Evaluation of viral load in clinical samples positive for adenovirus with the 2 compared methods revealed poor total sensitivity of both methods in comparison to the qualitative test. This might be a result of greater detectability (as low as 90 copies/ml) of classic PCR used for classification of clinical samples as positive or negative in screening examinations. We also observed that more than half of results obtained by means of the 5-oligo method were higher by about 1.9 log than the results of the 13-oligo method. This might be due to higher sensitivity of the 5-oligo method, mainly for AdVs from B, D, E and G groups, which might be common causes of infection in the study group. We were able to detect more positive samples (more than 8%) of low copy number (<103 copies/ml) in comparison to the 13-oligo assay due to higher sensitivity of the new assay. Because quantification of viral load in clinical samples by means of the 13-olio assay was carried out after screening testing, but before evaluation with the 5-oligo method, in our opinion the lower detectability of the 13-oligo assay was not associated with possible degradation of DNA due to subsequent freezing and thawing of the sample. Poor total sensitivity of the 5-oligo method in comparison to the screening test is not a major problem because we were able to exclude cases of latency not requiring the administration of anti-viral drugs. Moreover, there is substantial evidence that adenoviral infections with a low number of viral particles are not life-threatening and may be defeated by a patient restoring the immune system without harmful therapy [19,20].

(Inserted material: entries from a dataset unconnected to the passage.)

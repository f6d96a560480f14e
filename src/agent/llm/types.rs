//! Wire types for OpenAI-compatible chat-completions responses.
//!
//! Shared by the blocking and the streaming paths of [`super::GroqClient`].

use serde::Deserialize;

/// Top-level non-streaming response.
#[derive(Debug, Deserialize)]
pub struct ChatCompletion {
    pub choices: Vec<Choice>,
    #[serde(default)]
    pub usage: Option<UsageBlock>,
}

#[derive(Debug, Deserialize)]
pub struct Choice {
    pub message: ChoiceMessage,
    #[serde(default)]
    pub finish_reason: Option<String>,
}

#[derive(Debug, Deserialize)]
pub struct ChoiceMessage {
    #[serde(default)]
    pub content: Option<String>,
    #[serde(default)]
    pub tool_calls: Vec<WireToolCall>,
}

#[derive(Debug, Deserialize)]
pub struct WireToolCall {
    pub id: String,
    pub function: WireFunction,
}

#[derive(Debug, Deserialize)]
pub struct WireFunction {
    pub name: String,
    /// JSON-encoded arguments
    #[serde(default)]
    pub arguments: String,
}

#[derive(Debug, Deserialize)]
pub struct UsageBlock {
    #[serde(default)]
    pub prompt_tokens: usize,
    #[serde(default)]
    pub completion_tokens: usize,
    #[serde(default)]
    pub total_tokens: usize,
}

/// One `data:` payload of a streamed response.
#[derive(Debug, Deserialize)]
pub struct ChatCompletionChunk {
    #[serde(default)]
    pub choices: Vec<ChunkChoice>,
    #[serde(default)]
    pub usage: Option<UsageBlock>,
    /// Groq reports streamed usage here
    #[serde(default)]
    pub x_groq: Option<GroqExtra>,
}

#[derive(Debug, Deserialize)]
pub struct GroqExtra {
    #[serde(default)]
    pub usage: Option<UsageBlock>,
}

#[derive(Debug, Deserialize)]
pub struct ChunkChoice {
    #[serde(default)]
    pub delta: Delta,
    #[serde(default)]
    pub finish_reason: Option<String>,
}

#[derive(Debug, Default, Deserialize)]
pub struct Delta {
    #[serde(default)]
    pub content: Option<String>,
    #[serde(default)]
    pub tool_calls: Vec<ToolCallDelta>,
}

#[derive(Debug, Deserialize)]
pub struct ToolCallDelta {
    pub index: usize,
    #[serde(default)]
    pub id: Option<String>,
    #[serde(default)]
    pub function: Option<FunctionDelta>,
}

#[derive(Debug, Deserialize)]
pub struct FunctionDelta {
    #[serde(default)]
    pub name: Option<String>,
    #[serde(default)]
    pub arguments: Option<String>,
}

/// Error body returned on non-2xx responses.
#[derive(Debug, Deserialize)]
pub struct ErrorEnvelope {
    pub error: ErrorDetail,
}

#[derive(Debug, Deserialize)]
pub struct ErrorDetail {
    pub message: String,
}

Due to the rapid increase in the number of new types of AdV, most commercial tests for detection of AdVs are outdated. In our research, we designed primers and probe complementary to the highly conserved region of the virus genome; hence, we were able to detect 54 types of human AdVs. It is also very possible that these oligonucleotides will allow for detection of new types, thus far not described. In our laboratory, the results were available very quickly, with positive results ready, on average, 3 hours after testing. This quite short time of analysis is important for early diagnosis and monitoring of AdV infection in immunocompromised patients, who often die due to AdV complications.
Conclusions
The development of an assay for detection and quantification of the AdVs with a high degree of genetic heterogeneity presented a great diagnostic challenge. We have reported a powerful new RQ-PCR method for sensitive and reliable detection and quantification of 54 types of human AdVs. This homogeneous technique guarantees high throughput and reduces need for hand labor during laboratory diagnostics. The test is inexpensive and reproducible. An extensive validation effort was undertaken to assess the method’s suitability and reliability for use in routine diagnostics. The development of this molecular assay holds promise for use as a routine and rapid screening test for the presence of AdV infection in other groups of immunocompromised patients. Moreover, implementation of the multiplex reaction and the new oligo set involving only 1 fluorescent probe provides a great opportunity to apply this improved test in automated platforms for routine diagnostics in the future.
Footnotes
Source of support: This research was Sponsored by the Polish Ministry of Science and Higher Education (University of Medicine in Wroclaw grant no. ST-701)
References
- 1.Zawilinska B, Kopec J, Szostek S, et al. Lymphotropic herpesvirus DNA detection in patients with active CMV infection – a possible role in the course of CMV infection after hematopoietic stem cell transplantation. Med Sci Monit. 2011;17(8):CR432–41. doi: 10.12659/MSM.881904. [DOI] [PMC free article] [PubMed] [Google Scholar]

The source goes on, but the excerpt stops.